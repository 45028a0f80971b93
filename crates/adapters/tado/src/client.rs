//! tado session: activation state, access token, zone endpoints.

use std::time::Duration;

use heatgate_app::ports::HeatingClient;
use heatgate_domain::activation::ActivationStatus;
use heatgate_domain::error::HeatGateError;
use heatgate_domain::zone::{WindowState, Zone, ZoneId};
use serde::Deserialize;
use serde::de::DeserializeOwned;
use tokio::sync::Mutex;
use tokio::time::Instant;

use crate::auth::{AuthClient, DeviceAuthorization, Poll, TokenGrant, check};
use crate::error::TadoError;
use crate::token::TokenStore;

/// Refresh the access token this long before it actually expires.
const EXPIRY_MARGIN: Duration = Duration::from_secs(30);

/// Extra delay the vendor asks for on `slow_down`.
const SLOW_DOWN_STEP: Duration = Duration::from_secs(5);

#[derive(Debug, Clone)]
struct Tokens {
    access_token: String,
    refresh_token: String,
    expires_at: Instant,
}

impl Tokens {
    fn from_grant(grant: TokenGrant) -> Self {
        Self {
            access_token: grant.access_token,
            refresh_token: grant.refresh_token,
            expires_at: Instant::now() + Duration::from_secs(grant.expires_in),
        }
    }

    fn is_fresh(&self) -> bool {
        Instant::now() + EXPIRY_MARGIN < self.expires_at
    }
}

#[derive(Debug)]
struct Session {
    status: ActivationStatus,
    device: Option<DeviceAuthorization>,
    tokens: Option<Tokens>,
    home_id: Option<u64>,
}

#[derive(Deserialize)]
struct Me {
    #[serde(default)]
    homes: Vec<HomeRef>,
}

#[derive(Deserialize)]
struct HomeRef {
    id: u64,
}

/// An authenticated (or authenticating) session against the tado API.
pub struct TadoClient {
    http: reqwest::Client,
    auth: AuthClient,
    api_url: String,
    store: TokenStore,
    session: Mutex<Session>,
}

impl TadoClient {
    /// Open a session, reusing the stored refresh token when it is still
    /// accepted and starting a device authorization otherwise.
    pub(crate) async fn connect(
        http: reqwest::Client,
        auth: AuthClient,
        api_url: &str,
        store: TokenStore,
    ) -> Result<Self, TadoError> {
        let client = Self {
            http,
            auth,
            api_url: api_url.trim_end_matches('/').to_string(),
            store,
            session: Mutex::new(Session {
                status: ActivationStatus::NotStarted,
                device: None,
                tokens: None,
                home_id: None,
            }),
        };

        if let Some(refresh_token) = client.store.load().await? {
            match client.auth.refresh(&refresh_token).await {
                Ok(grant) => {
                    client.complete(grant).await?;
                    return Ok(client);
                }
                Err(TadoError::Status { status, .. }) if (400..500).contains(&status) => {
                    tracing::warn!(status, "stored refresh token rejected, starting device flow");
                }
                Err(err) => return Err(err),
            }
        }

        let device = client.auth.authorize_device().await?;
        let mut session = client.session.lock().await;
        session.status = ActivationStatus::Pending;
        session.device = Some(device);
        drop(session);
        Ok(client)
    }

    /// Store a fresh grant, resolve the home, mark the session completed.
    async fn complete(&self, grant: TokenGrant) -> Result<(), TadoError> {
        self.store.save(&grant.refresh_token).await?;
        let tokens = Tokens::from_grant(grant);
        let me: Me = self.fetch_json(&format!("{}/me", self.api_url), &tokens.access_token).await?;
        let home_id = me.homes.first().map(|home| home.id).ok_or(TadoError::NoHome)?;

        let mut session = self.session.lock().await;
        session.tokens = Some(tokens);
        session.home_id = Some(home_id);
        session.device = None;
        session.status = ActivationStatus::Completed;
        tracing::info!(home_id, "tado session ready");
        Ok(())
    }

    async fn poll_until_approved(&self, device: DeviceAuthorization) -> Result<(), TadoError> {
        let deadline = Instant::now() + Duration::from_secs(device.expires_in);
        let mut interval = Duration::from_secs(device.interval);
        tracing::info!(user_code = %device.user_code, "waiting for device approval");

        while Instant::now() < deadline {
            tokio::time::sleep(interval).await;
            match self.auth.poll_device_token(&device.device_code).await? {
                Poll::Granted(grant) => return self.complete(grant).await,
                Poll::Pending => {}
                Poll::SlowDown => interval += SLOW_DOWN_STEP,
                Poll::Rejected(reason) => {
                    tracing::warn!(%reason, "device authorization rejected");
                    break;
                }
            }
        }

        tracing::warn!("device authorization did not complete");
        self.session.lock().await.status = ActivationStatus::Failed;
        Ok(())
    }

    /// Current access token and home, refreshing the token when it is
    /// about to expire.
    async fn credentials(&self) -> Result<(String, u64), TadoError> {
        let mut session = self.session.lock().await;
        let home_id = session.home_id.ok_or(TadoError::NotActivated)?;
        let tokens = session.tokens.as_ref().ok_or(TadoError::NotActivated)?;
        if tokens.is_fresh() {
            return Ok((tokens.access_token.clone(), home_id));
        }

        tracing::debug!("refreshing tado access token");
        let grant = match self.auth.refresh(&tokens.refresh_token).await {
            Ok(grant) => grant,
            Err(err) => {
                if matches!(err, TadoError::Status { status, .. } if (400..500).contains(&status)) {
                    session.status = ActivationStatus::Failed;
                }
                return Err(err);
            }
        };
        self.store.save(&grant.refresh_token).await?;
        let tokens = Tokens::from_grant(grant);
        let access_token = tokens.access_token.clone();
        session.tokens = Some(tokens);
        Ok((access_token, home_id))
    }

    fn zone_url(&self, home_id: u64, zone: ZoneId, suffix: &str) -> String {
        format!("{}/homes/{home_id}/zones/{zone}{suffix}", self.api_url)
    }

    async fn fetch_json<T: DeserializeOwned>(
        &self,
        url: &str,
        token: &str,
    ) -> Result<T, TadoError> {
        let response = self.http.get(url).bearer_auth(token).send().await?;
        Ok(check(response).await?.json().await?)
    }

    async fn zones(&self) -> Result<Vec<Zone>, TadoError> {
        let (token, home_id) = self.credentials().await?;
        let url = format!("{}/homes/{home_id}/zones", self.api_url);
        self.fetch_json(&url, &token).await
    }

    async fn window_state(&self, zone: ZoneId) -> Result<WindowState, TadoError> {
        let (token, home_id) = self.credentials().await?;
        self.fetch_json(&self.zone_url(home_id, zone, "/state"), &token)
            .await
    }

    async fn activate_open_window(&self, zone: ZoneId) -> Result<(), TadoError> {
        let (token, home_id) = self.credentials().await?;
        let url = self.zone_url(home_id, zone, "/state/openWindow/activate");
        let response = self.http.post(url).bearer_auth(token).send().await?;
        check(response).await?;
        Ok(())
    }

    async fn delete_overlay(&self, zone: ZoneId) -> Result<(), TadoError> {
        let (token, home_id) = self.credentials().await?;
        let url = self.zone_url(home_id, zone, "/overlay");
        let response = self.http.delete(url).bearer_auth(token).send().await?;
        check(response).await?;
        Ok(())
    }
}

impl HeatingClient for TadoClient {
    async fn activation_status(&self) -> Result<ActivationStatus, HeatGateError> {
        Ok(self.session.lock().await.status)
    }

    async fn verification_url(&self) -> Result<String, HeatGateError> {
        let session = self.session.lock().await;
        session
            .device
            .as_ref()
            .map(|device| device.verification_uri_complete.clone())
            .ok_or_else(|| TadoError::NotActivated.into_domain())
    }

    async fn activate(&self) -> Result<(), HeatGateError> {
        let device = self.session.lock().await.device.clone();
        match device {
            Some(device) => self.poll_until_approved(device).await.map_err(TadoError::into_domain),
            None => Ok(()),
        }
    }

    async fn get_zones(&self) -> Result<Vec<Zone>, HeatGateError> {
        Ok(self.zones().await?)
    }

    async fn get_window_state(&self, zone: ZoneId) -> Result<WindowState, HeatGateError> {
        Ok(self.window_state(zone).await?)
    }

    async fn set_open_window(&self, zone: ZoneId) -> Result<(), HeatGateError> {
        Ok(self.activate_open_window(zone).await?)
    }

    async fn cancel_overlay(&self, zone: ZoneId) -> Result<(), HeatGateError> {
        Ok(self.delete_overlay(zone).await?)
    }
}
-------
* [What to produce] Set down only these lines, exactly: the line containing "async fn set_open_window(&self, zone: ZoneId)" and each line after it, through the end of the listing.

* [Output for this task]
    async fn set_open_window(&self, zone: ZoneId) -> Result<(), HeatGateError> {
        Ok(self.activate_open_window(zone).await?)
    }

    async fn cancel_overlay(&self, zone: ZoneId) -> Result<(), HeatGateError> {
        Ok(self.delete_overlay(zone).await?)
    }
}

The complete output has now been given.